» What to work on:
Count how many lines in the entries below hold the string "await", and respond with that number only.

» Information:

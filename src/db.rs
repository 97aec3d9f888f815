use anyhow::{Context, Result};
use sqlx::sqlite::{SqliteConnectOptions, SqlitePoolOptions};
use sqlx::{Executor, Row, SqlitePool};
use tracing::info;

use crate::config::Config;

/// Ordered list of migrations. Each entry is (version, name, sql).
/// Versions must be monotonically increasing.
const MIGRATIONS: &[(i64, &str, &str)] = &[
    (
        1,
        "initial_schema",
        include_str!("../migrations/20260715_000001_initial_schema.sql"),
    ),
    (2, "indexes", include_str!("../migrations/20260716_000002_indexes.sql")),
    (
        3,
        "onboarding_flags",
        include_str!("../migrations/20260720_000003_onboarding_flags.sql"),
    ),
];

pub async fn create_pool(config: &Config) -> Result<SqlitePool> {
    let db_path = config.db_path();

    if let Some(parent) = db_path.parent()
        && !parent.as_os_str().is_empty()
    {
        std::fs::create_dir_all(parent).with_context(|| format!("creating data directory: {}", parent.display()))?;
    }

    let options = SqliteConnectOptions::new()
        .filename(&db_path)
        .create_if_missing(true)
        .journal_mode(sqlx::sqlite::SqliteJournalMode::Wal)
        .foreign_keys(true);

    // A single in-memory SQLite connection is invisible to any other connection in
    // the pool, so tests that pass ":memory:" must be pinned to exactly one.
    let max_connections = if db_path.as_os_str() == ":memory:" { 1 } else { 5 };

    let pool = SqlitePoolOptions::new()
        .max_connections(max_connections)
        .connect_with(options)
        .await
        .with_context(|| format!("connecting to database: {}", db_path.display()))?;

    info!(path = %db_path.display(), "database connected (WAL mode, foreign keys enabled)");

    run_migrations(&pool).await?;

    Ok(pool)
}

async fn run_migrations(pool: &SqlitePool) -> Result<()> {
    pool.execute(
        "CREATE TABLE IF NOT EXISTS schema_version (
            version INTEGER PRIMARY KEY NOT NULL,
            name TEXT NOT NULL,
            applied_at TEXT NOT NULL DEFAULT (strftime('%Y-%m-%dT%H:%M:%SZ', 'now'))
        )",
    )
    .await
    .context("creating schema_version table")?;

    let row = sqlx::query("SELECT COALESCE(MAX(version), 0) as v FROM schema_version")
        .fetch_one(pool)
        .await
        .context("querying schema version")?;
    let current_version: i64 = row.get("v");

    let mut applied = 0;
    for &(version, name, sql) in MIGRATIONS {
        if version <= current_version {
            continue;
        }
        pool.execute(sql)
            .await
            .with_context(|| format!("applying migration v{version} ({name})"))?;
        sqlx::query("INSERT INTO schema_version (version, name) VALUES (?, ?)")
            .bind(version)
            .bind(name)
            .execute(pool)
            .await
            .with_context(|| format!("recording migration v{version}"))?;
        applied += 1;
        info!(version, name, "applied migration");
    }

    if applied == 0 {
        info!(current_version, "database schema up to date");
    } else {
        info!(applied, "database migrations applied");
    }

    Ok(())
}

#[cfg(test)]
mod tests {
    use super::*;
    use crate::config::{Config, DatabaseConfig, DaylogConfig, TelegramConfig};

    fn memory_config() -> Config {
        Config {
            daylog: DaylogConfig {
                log_level: "info".to_string(),
                listen: "127.0.0.1:0".to_string(),
                dispatch_window_minutes: 10,
                max_concurrent_sends: 4,
            },
            database: DatabaseConfig {
                path: ":memory:".to_string(),
            },
            telegram: TelegramConfig {
                bot_token: "test-token".to_string(),
                webhook_secret: None,
                webhook_base_url: None,
                mode: "long_poll".to_string(),
            },
        }
    }

    #[tokio::test]
    async fn migrations_are_idempotent() {
        let config = memory_config();
        let pool = create_pool(&config).await.expect("first connect");
        // Re-running against the same (in-memory, single-connection-pool) database
        // must not error even though the schema already exists.
        run_migrations(&pool).await.expect("second run");
    }
}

» Exercise output:
8